If you find some human bones intermixed with dinosaurs in a strata (not buried in a funeral humans) let me know.
Good of you to be open-minded. Of course, conveniently, the means to conclusively refute the idea of macro-evolution is no more available than that required to absolutely prove it. You see, the problem is not so much that a creationist view is not rational. It's that it doesn't conform to the pyramid of presuppositions on which so much of evolutionary theory is based.
If the creationist view is true, then saying that it is unscientific is no different than a primitive ascribing an internal combustion engine to the workings of magic or alchemy. You don't understand the mechanism, so you dismiss it in favor of a collection of postulates that are mutually supportive within a specific closed system of your own definition. Rather than being open to expanding your system to embrace another concept, you prefer to define the alternative as invalid, ignoring or rationalizing the internal philosophical and/or scientific contradictions and inconsistencies that exist within your theory.

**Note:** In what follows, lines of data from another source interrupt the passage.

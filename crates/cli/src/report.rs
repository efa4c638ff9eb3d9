//! Human-readable console progress.

use std::io::Write;
use std::sync::Mutex;

use pipeline::{RunEvent, RunObserver, RunReport, Stage};

/// Number of working stages shown in progress lines.
const STAGE_COUNT: u8 = 4;

/// Prints one progress line per [`RunEvent`] to a writer (stdout in the binary).
pub struct ConsoleReporter<W> {
    out: Mutex<W>,
}

impl<W: Write + Send> ConsoleReporter<W> {
    pub fn new(out: W) -> Self {
        Self {
            out: Mutex::new(out),
        }
    }
}

impl<W: Write + Send> RunObserver for ConsoleReporter<W> {
    fn on_event(&self, event: &RunEvent) {
        let Some(line) = render_event(event) else {
            return;
        };
        if let Ok(mut out) = self.out.lock() {
            let _ = writeln!(out, "{line}");
        }
    }
}

/// The progress line for `event`, or `None` if the event is not shown.
pub fn render_event(event: &RunEvent) -> Option<String> {
    let line = match event {
        RunEvent::StageStarted(Stage::Done) => "\n=== Done ===".to_string(),
        RunEvent::StageStarted(stage) => {
            let n = stage.ordinal().unwrap_or(STAGE_COUNT);
            format!("\n[{n}/{STAGE_COUNT}] {stage}...")
        }
        RunEvent::ContextCollected { files } => format!("  ✓ {files} files read"),
        RunEvent::SpecificationGenerated { summary } => {
            format!("  ✓ specification generated: {summary}")
        }
        RunEvent::GenerationFailed { message } => format!("  ✗ error: {message}"),
        RunEvent::TicketPublished { key } => format!("  ✓ ticket created: {key}"),
        RunEvent::TicketSkipped { reason } => format!("  ! ticket skipped: {reason}"),
        RunEvent::TicketFailed { message } => format!("  ✗ ticket creation failed: {message}"),
        RunEvent::PagePublished { id, .. } => format!("  ✓ page created: {id}"),
        RunEvent::PageSkipped { reason } => format!("  ! page skipped: {reason}"),
        RunEvent::PageFailed { message } => format!("  ✗ page creation failed: {message}"),
        RunEvent::Finished => return None,
    };
    Some(line)
}

/// Closing summary lines for a completed run.
pub fn render_summary(report: &RunReport) -> Vec<String> {
    let mut lines = Vec::new();
    if let Some(ticket) = report.ticket.reference() {
        lines.push(format!("Ticket: {} ({})", ticket.key, ticket.browse_url));
    }
    if let Some(page) = report.page.reference() {
        lines.push(format!("Page: {} \"{}\"", page.id, page.title));
    }
    lines
}
//! issue-scribe language-model infrastructure adapter.
//!
//! Implements the [`pipeline::LanguageModel`] trait for OpenAI-compatible
//! chat-completions services.
//!
//! ## Architectural Layer
//!
//! **Infrastructure.** HTTP transport, request formatting and response
//! envelope parsing live here. The [`pipeline`] crate sees only
//! [`pipeline::LanguageModel`] and receives the completion text unparsed.
//!
//! One request per call, no retries. Timeouts, transport errors, non-2xx
//! statuses and envelopes without a completion are all reported as
//! [`pipeline::LlmError`] and are fatal to the run.

use async_trait::async_trait;
use pipeline::{CompletionRequest, LanguageModel, LlmError, ModelConfig};
use reqwest::Client;
use secrecy::ExposeSecret;
use serde::{Deserialize, Serialize};
use tracing::{debug, instrument};

/// User-Agent string for model requests.
const USER_AGENT: &str = concat!("issue-scribe/", env!("CARGO_PKG_VERSION"));

// ---------------------------------------------------------------------------
// Wire types
// ---------------------------------------------------------------------------

#[derive(Debug, Serialize)]
struct ChatRequest<'a> {
    model: &'a str,
    messages: [ChatMessage<'a>; 2],
    temperature: f32,
    #[serde(skip_serializing_if = "Option::is_none")]
    response_format: Option<ResponseFormat>,
}

#[derive(Debug, Serialize)]
struct ChatMessage<'a> {
    role: &'static str,
    content: &'a str,
}

#[derive(Debug, Serialize)]
struct ResponseFormat {
    #[serde(rename = "type")]
    kind: &'static str,
}

#[derive(Debug, Deserialize)]
struct ChatResponse {
    #[serde(default)]
    choices: Vec<Choice>,
}

#[derive(Debug, Deserialize)]
struct Choice {
    message: ReplyMessage,
}

#[derive(Debug, Deserialize)]
struct ReplyMessage {
    content: Option<String>,
}

// ---------------------------------------------------------------------------
// Provider
// ---------------------------------------------------------------------------

/// Chat-completions client for OpenAI and compatible services.
pub struct OpenAiProvider {
    config: ModelConfig,
    client: Client,
}

impl OpenAiProvider {
    /// Builds the provider and its HTTP client (with the configured timeout).
    pub fn new(config: ModelConfig) -> Result<Self, LlmError> {
        let client = Client::builder()
            .user_agent(USER_AGENT)
            .timeout(config.timeout)
            .build()
            .map_err(|e| LlmError::Transport(format!("failed to build HTTP client: {e}")))?;
        Ok(Self { config, client })
    }

    fn endpoint(&self) -> String {
        format!("{}/chat/completions", self.config.base_url)
    }
}

#[async_trait]
impl LanguageModel for OpenAiProvider {
    #[instrument(skip_all, fields(model = %self.config.model))]
    async fn complete(&self, request: &CompletionRequest) -> Result<String, LlmError> {
        let body = ChatRequest {
            model: self.config.model.as_str(),
            messages: [
                ChatMessage {
                    role: "system",
                    content: &request.system,
                },
                ChatMessage {
                    role: "user",
                    content: &request.prompt,
                },
            ],
            temperature: request.temperature,
            response_format: request.json_object.then_some(ResponseFormat {
                kind: "json_object",
            }),
        };

        let response = self
            .client
            .post(self.endpoint())
            .bearer_auth(self.config.credential.expose_secret())
            .json(&body)
            .send()
            .await
            .map_err(transport_error)?;

        let status = response.status();
        if !status.is_success() {
            let body = response.text().await.unwrap_or_default();
            return Err(LlmError::Status {
                status: status.as_u16(),
                body,
            });
        }

        let envelope: ChatResponse = response
            .json()
            .await
            .map_err(|e| {
                if e.is_timeout() {
                    transport_error(e)
                } else {
                    LlmError::MalformedResponse(e.to_string())
                }
            })?;

        let content = envelope
            .choices
            .into_iter()
            .next()
            .and_then(|choice| choice.message.content)
            .ok_or_else(|| LlmError::MalformedResponse("response has no completion".into()))?;

        debug!(chars = content.chars().count(), "completion received");
        Ok(content)
    }
}

fn transport_error(e: reqwest::Error) -> LlmError {
    if e.is_timeout() {
        LlmError::Timeout
    } else {
        LlmError::Transport(e.to_string())
    }
}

It would seem that the very simplicity of a model that postulates an intelligent creator doesn't satisfy the need to accomplish the unraveling of the universe through the exercise of intellect. Or perhaps it's simply a question of ego. Possibly you have a strong need to believe that the human mind is the apex of intellect; and, while time and space can be accepted as infinite, the idea of an infinite mind/personality is offensive.